Bite-size Burgers: Little Bao
Set on a quiet corner of Staunton Street, far from the usual haunts, Sheung Wan newbie Little Bao is done up like a 1950s diner, complete with turquoise pastel walls, pink neon, and counter seating. Originally a stall at the regular Island East Markets, where its trademark “burger” baos (fluffy steamed Chinese buns) proved addictive, Little Bao provides a platform for chef May Chow, formerly of TBLS and Yardbird, to strut her stuff to a greater audience.

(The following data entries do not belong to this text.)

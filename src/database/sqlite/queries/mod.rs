
use super::models::{NewPost, Post};
use anyhow::{Context, Result};
use chrono::Utc;
use sqlx::SqlitePool;
use tracing::{debug, warn};

const POST_COLUMNS: &str = "id, title, description, created_date, indexed_date";

pub struct PostQueries;

impl PostQueries {
    #[inline]
    pub async fn create(pool: &SqlitePool, new_post: NewPost) -> Result<Post> {
        let now = Utc::now().naive_utc();
        sqlx::query(
            "INSERT INTO posts (id, title, description, created_date) VALUES (?, ?, ?, ?)",
        )
        .bind(new_post.id.as_str())
        .bind(&new_post.title)
        .bind(&new_post.description)
        .bind(now)
        .execute(pool)
        .await
        .with_context(|| format!("Failed to create post {}", new_post.id))?;

        debug!("Created post {}", new_post.id);
        Self::get_by_id(pool, new_post.id.as_str())
            .await?
            .ok_or_else(|| anyhow::anyhow!("Failed to retrieve created post"))
    }

    #[inline]
    pub async fn get_by_id(pool: &SqlitePool, id: &str) -> Result<Option<Post>> {
        let result = sqlx::query_as::<_, Post>(&format!(
            "SELECT {POST_COLUMNS} FROM posts WHERE id = ?"
        ))
        .bind(id)
        .fetch_optional(pool)
        .await
        .context("Failed to get post by id")?;

        Ok(result)
    }

    #[inline]
    pub async fn list_all(pool: &SqlitePool) -> Result<Vec<Post>> {
        let results = sqlx::query_as::<_, Post>(&format!(
            "SELECT {POST_COLUMNS} FROM posts ORDER BY created_date, id"
        ))
        .fetch_all(pool)
        .await
        .context("Failed to list posts")?;

        Ok(results)
    }

    /// Posts persisted without a successful index write
    #[inline]
    pub async fn list_unindexed(pool: &SqlitePool) -> Result<Vec<Post>> {
        let results = sqlx::query_as::<_, Post>(&format!(
            "SELECT {POST_COLUMNS} FROM posts WHERE indexed_date IS NULL ORDER BY created_date, id"
        ))
        .fetch_all(pool)
        .await
        .context("Failed to list unindexed posts")?;

        Ok(results)
    }

    #[inline]
    pub async fn list_ids(pool: &SqlitePool) -> Result<Vec<String>> {
        let ids = sqlx::query_scalar::<_, String>("SELECT id FROM posts ORDER BY id")
            .fetch_all(pool)
            .await
            .context("Failed to list post ids")?;

        Ok(ids)
    }

    #[inline]
    pub async fn mark_indexed(pool: &SqlitePool, id: &str) -> Result<bool> {
        let now = Utc::now().naive_utc();
        let rows = sqlx::query("UPDATE posts SET indexed_date = ? WHERE id = ?")
            .bind(now)
            .bind(id)
            .execute(pool)
            .await
            .context("Failed to mark post as indexed")?
            .rows_affected();

        if rows == 0 {
            warn!("Tried to mark unknown post {} as indexed", id);
        }
        Ok(rows > 0)
    }

    /// Clears every `indexed_date`, used after the vector collection is reset
    #[inline]
    pub async fn mark_all_unindexed(pool: &SqlitePool) -> Result<u64> {
        let rows = sqlx::query("UPDATE posts SET indexed_date = NULL")
            .execute(pool)
            .await
            .context("Failed to reset indexed dates")?
            .rows_affected();
        Ok(rows)
    }

    #[inline]
    pub async fn count(pool: &SqlitePool) -> Result<i64> {
        let count = sqlx::query_scalar::<_, i64>("SELECT COUNT(*) FROM posts")
            .fetch_one(pool)
            .await
            .context("Failed to count posts")?;
        Ok(count)
    }

    #[inline]
    pub async fn count_unindexed(pool: &SqlitePool) -> Result<i64> {
        let count =
            sqlx::query_scalar::<_, i64>("SELECT COUNT(*) FROM posts WHERE indexed_date IS NULL")
                .fetch_one(pool)
                .await
                .context("Failed to count unindexed posts")?;
        Ok(count)
    }
}
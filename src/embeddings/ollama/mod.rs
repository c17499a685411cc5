
use async_trait::async_trait;
use serde::{Deserialize, Serialize};
use std::time::Duration;
use tracing::{debug, info, warn};
use url::Url;

use super::Embedder;
use crate::config::Config;
use crate::{Result, SearchError};

/// Width of the vectors produced by the default small embedding models
pub const DEFAULT_EMBEDDING_DIMENSION: u32 = 384;

const DEFAULT_TIMEOUT_SECONDS: u64 = 30;
/// Embedded once at start-up to learn the width the model actually produces
const WIDTH_CHECK_TEXT: &str = "dimension check";

#[derive(Debug, Clone)]
pub struct OllamaClient {
    base_url: Url,
    model: String,
    dimension: usize,
    agent: ureq::Agent,
}

#[derive(Debug, Serialize)]
struct EmbedRequest<'a> {
    model: &'a str,
    input: [&'a str; 1],
}

#[derive(Debug, Deserialize)]
struct EmbedResponse {
    embeddings: Vec<Vec<f32>>,
}

#[derive(Debug, Deserialize)]
pub struct ModelInfo {
    pub name: String,
    pub size: Option<u64>,
    pub digest: Option<String>,
    pub details: Option<ModelDetails>,
}

#[derive(Debug, Deserialize)]
pub struct ModelDetails {
    pub format: Option<String>,
    pub family: Option<String>,
    pub parameter_size: Option<String>,
    pub quantization_level: Option<String>,
}

#[derive(Debug, Deserialize)]
struct ModelsResponse {
    models: Vec<ModelInfo>,
}

#[derive(Debug, Deserialize)]
struct ErrorResponse {
    error: String,
}

/// Maps transport failures and 5xx to a retryable error, other statuses to an
/// embedding error.
fn classify(error: ureq::Error) -> SearchError {
    match error {
        ureq::Error::StatusCode(status) if status >= 500 => {
            warn!("Ollama server error (status {})", status);
            SearchError::DependencyUnavailable(format!("Ollama returned HTTP {status}"))
        }
        ureq::Error::StatusCode(status) => {
            warn!("Ollama client error (status {})", status);
            SearchError::Embedding(format!("Ollama rejected the request: HTTP {status}"))
        }
        ureq::Error::ConnectionFailed
        | ureq::Error::HostNotFound
        | ureq::Error::Timeout(_)
        | ureq::Error::Io(_) => {
            warn!("Ollama transport error: {}", error);
            SearchError::DependencyUnavailable(format!("Ollama is unreachable: {error}"))
        }
        other => SearchError::Embedding(format!("Ollama request failed: {other}")),
    }
}

fn model_matches(available: &str, wanted: &str) -> bool {
    available == wanted
        || (!wanted.contains(':') && available.strip_suffix(":latest") == Some(wanted))
}

impl OllamaClient {
    #[inline]
    pub fn new(config: &Config) -> Result<Self> {
        let base_url = config.ollama_url()?;

        let agent = ureq::Agent::config_builder()
            .timeout_global(Some(Duration::from_secs(DEFAULT_TIMEOUT_SECONDS)))
            .build()
            .into();

        Ok(Self {
            base_url,
            model: config.ollama.model.clone(),
            dimension: config.ollama.embedding_dimension as usize,
            agent,
        })
    }

    #[inline]
    pub fn with_timeout(mut self, timeout: Duration) -> Self {
        self.agent = ureq::Agent::config_builder()
            .timeout_global(Some(timeout))
            .build()
            .into();
        self
    }

    fn endpoint(&self, path: &str) -> Result<Url> {
        self.base_url
            .join(path)
            .map_err(|e| SearchError::Config(format!("Failed to build Ollama URL: {e}")))
    }

    fn get(&self, path: &str) -> Result<String> {
        let url = self.endpoint(path)?;
        self.agent
            .get(url.as_str())
            .call()
            .and_then(|mut resp| resp.body_mut().read_to_string())
            .map_err(classify)
    }

    /// Test connection to Ollama server, verify model availability and check
    /// that the model's output width matches the configured dimension
    #[inline]
    pub fn check_blocking(&self) -> Result<()> {
        debug!("Performing health check for Ollama at {}", self.base_url);

        self.ping()?;
        self.validate_model()?;
        self.embed_blocking(WIDTH_CHECK_TEXT)?;

        info!(
            "Health check passed for Ollama server at {} with model {}",
            self.base_url, self.model
        );
        Ok(())
    }

    /// Ping the Ollama server to check if it's responsive
    #[inline]
    pub fn ping(&self) -> Result<()> {
        debug!("Pinging Ollama server at {}", self.base_url);
        self.get("/api/version")?;
        Ok(())
    }

    /// Validate that the configured model is available
    #[inline]
    pub fn validate_model(&self) -> Result<()> {
        let models = self.list_models()?;

        if models.iter().any(|m| model_matches(&m.name, &self.model)) {
            debug!("Model {} is available", self.model);
            Ok(())
        } else {
            let available: Vec<&str> = models.iter().map(|m| m.name.as_str()).collect();
            warn!(
                "Model {} not found. Available models: {:?}",
                self.model, available
            );
            Err(SearchError::Config(format!(
                "Model '{}' is not available. Available models: {available:?}",
                self.model
            )))
        }
    }

    /// List all available models
    #[inline]
    pub fn list_models(&self) -> Result<Vec<ModelInfo>> {
        let response_text = self.get("/api/tags")?;
        let models_response: ModelsResponse = serde_json::from_str(&response_text)
            .map_err(|e| SearchError::Embedding(format!("Failed to parse models response: {e}")))?;

        debug!("Found {} models", models_response.models.len());
        Ok(models_response.models)
    }

    /// Embed one text with a blocking HTTP call
    #[inline]
    pub fn embed_blocking(&self, text: &str) -> Result<Vec<f32>> {
        debug!("Generating embedding for text (length: {})", text.len());

        let request_json = serde_json::to_string(&EmbedRequest {
            model: &self.model,
            input: [text],
        })
        .map_err(|e| SearchError::Embedding(format!("Failed to serialize request: {e}")))?;

        let url = self.endpoint("/api/embed")?;
        let response_text = self
            .agent
            .post(url.as_str())
            .header("Content-Type", "application/json")
            .send(&request_json)
            .and_then(|mut resp| resp.body_mut().read_to_string())
            .map_err(classify)?;

        if let Ok(error) = serde_json::from_str::<ErrorResponse>(&response_text) {
            return Err(SearchError::Embedding(format!(
                "Ollama error: {}",
                error.error
            )));
        }

        let response: EmbedResponse = serde_json::from_str(&response_text).map_err(|e| {
            SearchError::Embedding(format!("Failed to parse embedding response: {e}"))
        })?;

        let embedding = response
            .embeddings
            .into_iter()
            .next()
            .ok_or_else(|| SearchError::Embedding("Ollama returned no embedding".to_string()))?;

        if embedding.len() != self.dimension {
            return Err(SearchError::SchemaConflict(format!(
                "Model {} produced {} dimensions, expected {}",
                self.model,
                embedding.len(),
                self.dimension
            )));
        }

        Ok(embedding)
    }

    async fn run_blocking<T, F>(&self, f: F) -> Result<T>
    where
        T: Send + 'static,
        F: FnOnce(&OllamaClient) -> Result<T> + Send + 'static,
    {
        let client = self.clone();
        tokio::task::spawn_blocking(move || f(&client))
            .await
            .map_err(|e| SearchError::Other(anyhow::anyhow!("Embedding task failed: {e}")))?
    }
}

#[async_trait]
impl Embedder for OllamaClient {
    #[inline]
    fn model_id(&self) -> &str {
        &self.model
    }

    #[inline]
    fn dimension(&self) -> usize {
        self.dimension
    }

    #[inline]
    async fn embed(&self, text: &str) -> Result<Vec<f32>> {
        let text = text.to_string();
        self.run_blocking(move |client| client.embed_blocking(&text))
            .await
    }

    #[inline]
    async fn health_check(&self) -> Result<()> {
        self.run_blocking(OllamaClient::check_blocking).await
    }
}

The lean menu is divided into two columns, one for dishes you can share, and one for the bao burgers (chef Chow apparently frowns on bao-cutting). The former include innovations like short-rib dumplings and fried orange chicken with salty egg yolk, while the baos—the main reason people visit—are modern renditions of a local street-food staple, filled with the likes of pork belly with leeks, red cabbage, and hoi-sin sauce; or braised mushrooms with truffle mayo and pickled daikon. To remind you that you’re in Sheung Wan, each bao, smaller than a softball, is priced at US$10, so savor them slowly. Also, be sure to get in early; the fun ambiance of the tiny eatery is lost if you’re forced to take one of the seats facing the wall; with a full house, sealed French doors, a stereo turned to full volume, and one waiter who can’t stop pacing the five-meter space, the magic of Chow’s cooking can quickly be replaced with claustrophobia and angst.
G/F, 66 Staunton St.; Central; little-bao.com
Japanese comfort food: Ronin
Created by the couple behind the sensationally popular Yardbird, Matt Abergel and Lindsay Jang, Ronin is small, inconspicuous, and subtle. Hidden behind a nondescript door in the Noho area, it has none of the rock-and-roll vibe of its sister restaurant; instead, expect a space catering to just 20, where the focus is on innovative, ocean-centric Japanese cooking amid muted, organic interiors.
Ronin hasn’t achieved the instant success that Yardbird did when it opened two and a half years ago, perhaps because there has been a bit of a backlash against restaurants perceived to be American Psycho–esque pretentious (think snarky hostesses and elaborate booking rigmarole). But those who do venture here will at least be able to hear themselves contemplate the beautifully presented dishes before them.
Reservations are accepted by e-mail, so book a seat near the chef’s station to watch Abergel and his team in action. The menu evolves with the seasons and changes daily, so sit back with a glass of Yardbird-branded sake or a tipple from the extensive whisky collection, and wait for the likes of battered tigerfish with honey and chestnut chips, made-to- order sushi and sashimi, fried quail, and even Kagoshima beef, all of which are super fresh and perfectly executed—with a hefty price tag to match.